OpenAnt is hardcoded to Anthropic's Claude end-to-end. Every step in the scan pipeline — Stage 1 detect, context enhancement (agentic and single-shot), Stage 1 consistency check, Stage 2 verification, JSON correction, and report remediation — calls a hardcoded claude-... model ID against the default Anthropic API endpoint. There is no supported way to:

• Point OpenAnt at a non-Anthropic provider (OpenRouter, a self-hosted proxy, etc.)
• Use an open-weights model (Qwen, Kimi, MiniMax, DeepSeek, Llama, GLM, ...) for any step in the pipeline
• Run OpenAnt against a local LLM server (Ollama, LM Studio, vLLM)

Why this matters

• Cost. Open-weights models on OpenRouter are 10-50x cheaper than Opus for comparable code-analysis tasks.
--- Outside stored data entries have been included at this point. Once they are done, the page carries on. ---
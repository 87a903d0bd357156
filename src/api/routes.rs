//! API Routes
//!
//! Configures the Axum router with all cache server endpoints.

use axum::{
    routing::{delete, get, post, put},
    Router,
};
use tower_http::{
    cors::{Any, CorsLayer},
    trace::TraceLayer,
};

use super::handlers::{
    delete_handler, fetch_handler, get_handler, health_handler, set_handler, stats_handler,
    AppState,
};

/// Creates the main router with all endpoints configured.
///
/// # Endpoints
/// - `PUT /set` - Store a key-value pair
/// - `GET /get/:key` - Retrieve a value by key
/// - `POST /fetch` - Get-or-add with a simulated slow factory
/// - `DELETE /del/:key` - Delete a key
/// - `GET /stats` - Get cache statistics
/// - `GET /health` - Health check endpoint
///
/// # Middleware
/// - CORS: Allows any origin (configurable for production)
/// - Tracing: Logs all requests for debugging
pub fn create_router(state: AppState) -> Router {
    // Configure CORS middleware
    let cors = CorsLayer::new()
        .allow_origin(Any)
        .allow_methods(Any)
        .allow_headers(Any);

    // Build router with all endpoints
    Router::new()
        .route("/set", put(set_handler))
        .route("/get/:key", get(get_handler))
        .route("/fetch", post(fetch_handler))
        .route("/del/:key", delete(delete_handler))
        .route("/stats", get(stats_handler))
        .route("/health", get(health_handler))
        .layer(cors)
        .layer(TraceLayer::new_for_http())
        .with_state(state)
}

#[cfg(test)]
mod tests {
    use super::*;
    use crate::cache::CacheStore;
    use axum::{
        body::Body,
        http::{Request, StatusCode},
    };
    use tower::util::ServiceExt;

    fn create_test_app() -> Router {
        let state = AppState::new(CacheStore::new(300));
        create_router(state)
    }

    #[tokio::test]
    async fn test_health_endpoint() {
        let app = create_test_app();

        let response = app
            .oneshot(
                Request::builder()
                    .uri("/health")
                    .body(Body::empty())
                    .unwrap(),
            )
            .await
            .unwrap();

        assert_eq!(response.status(), StatusCode::OK);
    }

    #[tokio::test]
    async fn test_stats_endpoint() {
        let app = create_test_app();

        let response = app
            .oneshot(
                Request::builder()
                    .uri("/stats")
                    .body(Body::empty())
                    .unwrap(),
            )
            .await
            .unwrap();

        assert_eq!(response.status(), StatusCode::OK);
    }

    #[tokio::test]
    async fn test_set_endpoint() {
        let app = create_test_app();

        let response = app
            .oneshot(
                Request::builder()
                    .method("PUT")
                    .uri("/set")
                    .header("content-type", "application/json")
                    .body(Body::from(r#"{"key":"test","value":"hello"}"#))
                    .unwrap(),
            )
            .await
            .unwrap();

        assert_eq!(response.status(), StatusCode::OK);
    }

    #[tokio::test]
    async fn test_fetch_endpoint() {
        let app = create_test_app();

        let response = app
            .oneshot(
                Request::builder()
                    .method("POST")
                    .uri("/fetch")
                    .header("content-type", "application/json")
                    .body(Body::from(r#"{"key":"test","value":"hello"}"#))
                    .unwrap(),
            )
            .await
            .unwrap();

        assert_eq!(response.status(), StatusCode::OK);
    }

    #[tokio::test]
    async fn test_get_not_found() {
        let app = create_test_app();

        let response = app
            .oneshot(
                Request::builder()
                    .uri("/get/nonexistent")
                    .body(Body::empty())
                    .unwrap(),
            )
            .await
            .unwrap();

        assert_eq!(response.status(), StatusCode::NOT_FOUND);
    }
}
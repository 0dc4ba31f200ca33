//! The typed facade over an instruction list. One method per opcode family,
//! plus the conversion lattice between primitives and their wrapper classes.

use crate::class::constant::ConstantPool;
use crate::class::version::ClassVersion;
use crate::descriptor::{MethodDesc, TypeDesc, TypeKind};
use crate::error::{Error, Result};
use crate::instruction::list::{ExceptionHandler, InstructionList};
use crate::instruction::{op, Instruction, Label, LocalKind, SwitchData, ValueKind, VarId};

#[derive(Debug, Copy, Clone, PartialEq, Eq)]
pub enum Comparison {
    Eq,
    Ne,
    Lt,
    Ge,
    Gt,
    Le,
}

impl Comparison {
    fn index(self) -> u8 {
        match self {
            Comparison::Eq => 0,
            Comparison::Ne => 1,
            Comparison::Lt => 2,
            Comparison::Ge => 3,
            Comparison::Gt => 4,
            Comparison::Le => 5,
        }
    }
}

#[derive(Debug, Copy, Clone, PartialEq, Eq)]
pub enum MathOp {
    Add,
    Sub,
    Mul,
    Div,
    Rem,
    Neg,
    And,
    Or,
    Xor,
    Shl,
    Shr,
    Ushr,
}

/// Builds the body of one method. Obtained from
/// [ClassFile::code](crate::ClassFile::code); instructions append to the
/// owning method's list and constants intern into the class pool.
pub struct CodeBuilder<'a> {
    pool: &'a mut ConstantPool,
    list: &'a mut InstructionList,
    descriptor: MethodDesc,
    version: ClassVersion,
    this_var: Option<VarId>,
    params: Vec<VarId>,
}
#[test]
fn dead_store_becomes_pop() {
    let mut class = ClassFile::new(v1_6(), "DeadStore", Some("java/lang/Object"));
    let desc = MethodDesc::new(TypeDesc::void(), vec![TypeDesc::int()]).unwrap();
    let method = class
        .add_method(AccessFlags::PUBLIC | AccessFlags::STATIC, "run", &desc)
        .unwrap();

    {
        let mut code = class.code(method).unwrap();
        let unused = code.declare_local(Some("x"), &TypeDesc::int()).unwrap();
        code.load_int(42).unwrap();
        code.store_local(unused).unwrap();
        code.return_void().unwrap();
    }

    let bytes = class.write().unwrap();
    let parsed = ClassFile::read(&mut &bytes[..]).unwrap();
    let code = code_of(&parsed, 0);

    // bipush 42; pop; return -- and no register reserved beyond the parameter.
    assert_eq!(code.code, vec![0x10, 42, 0x57, 0xb1]);
    assert_eq!(code.max_locals, 1);
}

#[test]
fn dead_double_store_becomes_pop2() {
    let mut class = ClassFile::new(v1_6(), "DeadStore2", Some("java/lang/Object"));
    let desc = MethodDesc::new(TypeDesc::void(), vec![]).unwrap();
    let method = class
        .add_method(AccessFlags::PUBLIC | AccessFlags::STATIC, "run", &desc)
        .unwrap();

    {
        let mut code = class.code(method).unwrap();
        let unused = code.declare_local(Some("x"), &TypeDesc::long()).unwrap();
        code.load_long(7).unwrap();
        code.store_local(unused).unwrap();
        code.return_void().unwrap();
    }

    let bytes = class.write().unwrap();
    let parsed = ClassFile::read(&mut &bytes[..]).unwrap();
    let code = code_of(&parsed, 0);

    // lconst... wait, load_long(7) goes through the pool: ldc2_w; pop2; return
    assert_eq!(code.code[0], 0x14);
    assert_eq!(code.code[3], 0x58);
    assert_eq!(code.code[4], 0xb1);
    assert_eq!(code.max_locals, 0);
}

#[test]
fn switch_form_selection() {
    let build = |cases: &[i32]| -> Vec<u8> {
        let mut class = ClassFile::new(v1_6(), "Switchy", Some("java/lang/Object"));
        let desc = MethodDesc::new(TypeDesc::void(), vec![TypeDesc::int()]).unwrap();
        let method = class
            .add_method(AccessFlags::PUBLIC | AccessFlags::STATIC, "run", &desc)
            .unwrap();

        {
            let mut code = class.code(method).unwrap();
            let arg = code.param(0).unwrap();
            let default = code.new_label();
            let labels: Vec<_> = cases.iter().map(|_| code.new_label()).collect();

            code.load_local(arg).unwrap();
            let pairs: Vec<_> = cases.iter().copied().zip(labels.iter().copied()).collect();
            code.switch_(&pairs, default).unwrap();

            for label in labels {
                code.bind(label).unwrap();
                code.return_void().unwrap();
            }
            code.bind(default).unwrap();
            code.return_void().unwrap();
        }

        let bytes = class.write().unwrap();
        let parsed = ClassFile::read(&mut &bytes[..]).unwrap();
        code_of(&parsed, 0).code.clone()
    };

    // Dense cases take the table form, sparse ones the pair list.
    assert_eq!(build(&[1, 2, 3, 4, 5])[1], 0xaa);
    assert_eq!(build(&[1, 1000, 1_000_000])[1], 0xab);
}

#[test]
fn duplicate_switch_case_is_rejected() {
    let mut class = ClassFile::new(v1_6(), "BadSwitch", Some("java/lang/Object"));
    let desc = MethodDesc::new(TypeDesc::void(), vec![TypeDesc::int()]).unwrap();
    let method = class
        .add_method(AccessFlags::PUBLIC | AccessFlags::STATIC, "run", &desc)
        .unwrap();

    let mut code = class.code(method).unwrap();
    let default = code.new_label();
    let target = code.new_label();
    let result = code.switch_(&[(1, target), (1, target)], default);
    assert!(result.is_err());
}

#[test]
fn stack_map_merges_references_to_object() {
    let mut class = ClassFile::new(v1_6(), "Join", Some("java/lang/Object"));
    let object = TypeDesc::object("java/lang/Object");
    let desc = MethodDesc::new(object.clone(), vec![TypeDesc::int()]).unwrap();
    let method = class
        .add_method(AccessFlags::PUBLIC | AccessFlags::STATIC, "pick", &desc)
        .unwrap();

    {
        let mut code = class.code(method).unwrap();
        let arg = code.param(0).unwrap();
        let boxed = code.new_label();
        let done = code.new_label();

        code.load_local(arg).unwrap();
        code.if_zero(Comparison::Ne, boxed);
        code.load_string("fallback").unwrap();
        code.branch(done);
        code.bind(boxed).unwrap();
        code.load_local(arg).unwrap();
        code.convert(&TypeDesc::int(), &TypeDesc::object("java/lang/Integer"))
            .unwrap();
        code.bind(done).unwrap();
        code.return_value(&object).unwrap();
    }

    let bytes = class.write().unwrap();
    let parsed = ClassFile::read(&mut &bytes[..]).unwrap();
    let code = code_of(&parsed, 0);

    let table = code
        .attributes
        .iter()
        .find_map(|attribute| match attribute {
            Attribute::StackMapTable(table) => Some(table),
            _ => None,
        })
        .expect("branching method at version 50 carries a StackMapTable");

    // The join frame holds a single stack entry merged to java/lang/Object.
    let mut merged = false;
    for frame in &table.frames {
        let stack_top = match frame {
            StackMapFrame::SameLocals1StackItemFrame { stack, .. } => Some(stack),
            StackMapFrame::SameLocals1StackItemFrameExtended { stack, .. } => Some(stack),
            StackMapFrame::FullFrame { stack, .. } => stack.last(),
            _ => None,
        };

        if let Some(VerificationTypeInfo::Object { class_index }) = stack_top {
            if parsed.pool().class_name(*class_index).unwrap() == "java/lang/Object" {
                merged = true;
            }
        }
    }
    assert!(merged, "no frame with java/lang/Object on the stack");
}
Users who scan large monorepos hit the price wall fast.
• Quality comparison. Several open-weights coding models (Qwen 3 Coder, Kimi K2, DeepSeek V3) now rival Claude on code understanding benchmarks. Users want to compare verdict quality before committing to a provider.
• Privacy / on-prem. Some teams cannot send code to a hosted LLM at all. Local model support unlocks those users entirely.
• Vendor independence. Hardcoding a single LLM vendor into a security tool is a long-term liability — model deprecations, pricing changes, and regional availability all become outage risks.

End state

A user should be able to run:

export OPENANT_LLM_BASE_URL=https://openrouter.ai/api/v1
export OPENANT_LLM_API_KEY=sk-or-v1-...
openant scan /path/to/repo --model qwen/qwen-3-coder-480b

…and have every LLM call in the pipeline route to that endpoint with that model. Same shape for local servers (OPENANT_LLM_BASE_URL=http://localhost:11434/v1) or for any other Anthropic-compatible provider.

Acceptance criteria

• Single --model flag controls every LLM step end-to-end (detect, enhance, consistency, verify, JSON correction, report remediation). No silent fallback to a hardcoded Claude ID.
• Provider/endpoint is configurable via environment variables (and/or a CLI flag) without touching code. Default behavior for users who set neither is unchanged — they keep talking to Anthropic the way they do today.
• Cost tracking is honest for non-Claude models: known pricing from a built-in or override table, unknown models report $0 with a clear warning rather than silently estimating with Claude rates.
• Documented in README with at least three concrete examples: OpenRouter, a local LLM server, and a custom Anthropic-compat proxy.
• Test coverage proves end-to-end model propagation — i.e., a scan with --model X actually sends model X to every messages.create() call site.
• Existing Claude users see zero behavior change. Same defaults, same model IDs, same costs.

Out of scope

• Multi-provider per scan (e.g. Opus for verify, Qwen for detect). The current goal is one provider per scan.
• A second SDK (OpenAI-SDK code path). The Anthropic-compat endpoint approach via base_url keeps the dependency surface small; an OpenAI path can be a follow-up if a non-compat provider becomes important.
• Routing logic (smart provider selection based on cost/load). Out of scope for this issue.

Notes

This issue intentionally describes the goal and acceptance criteria only — it does not prescribe an implementation. There are several in-flight PRs touching adjacent slices of this surface; coordination on those happens on the PRs themselves once this umbrella is filed.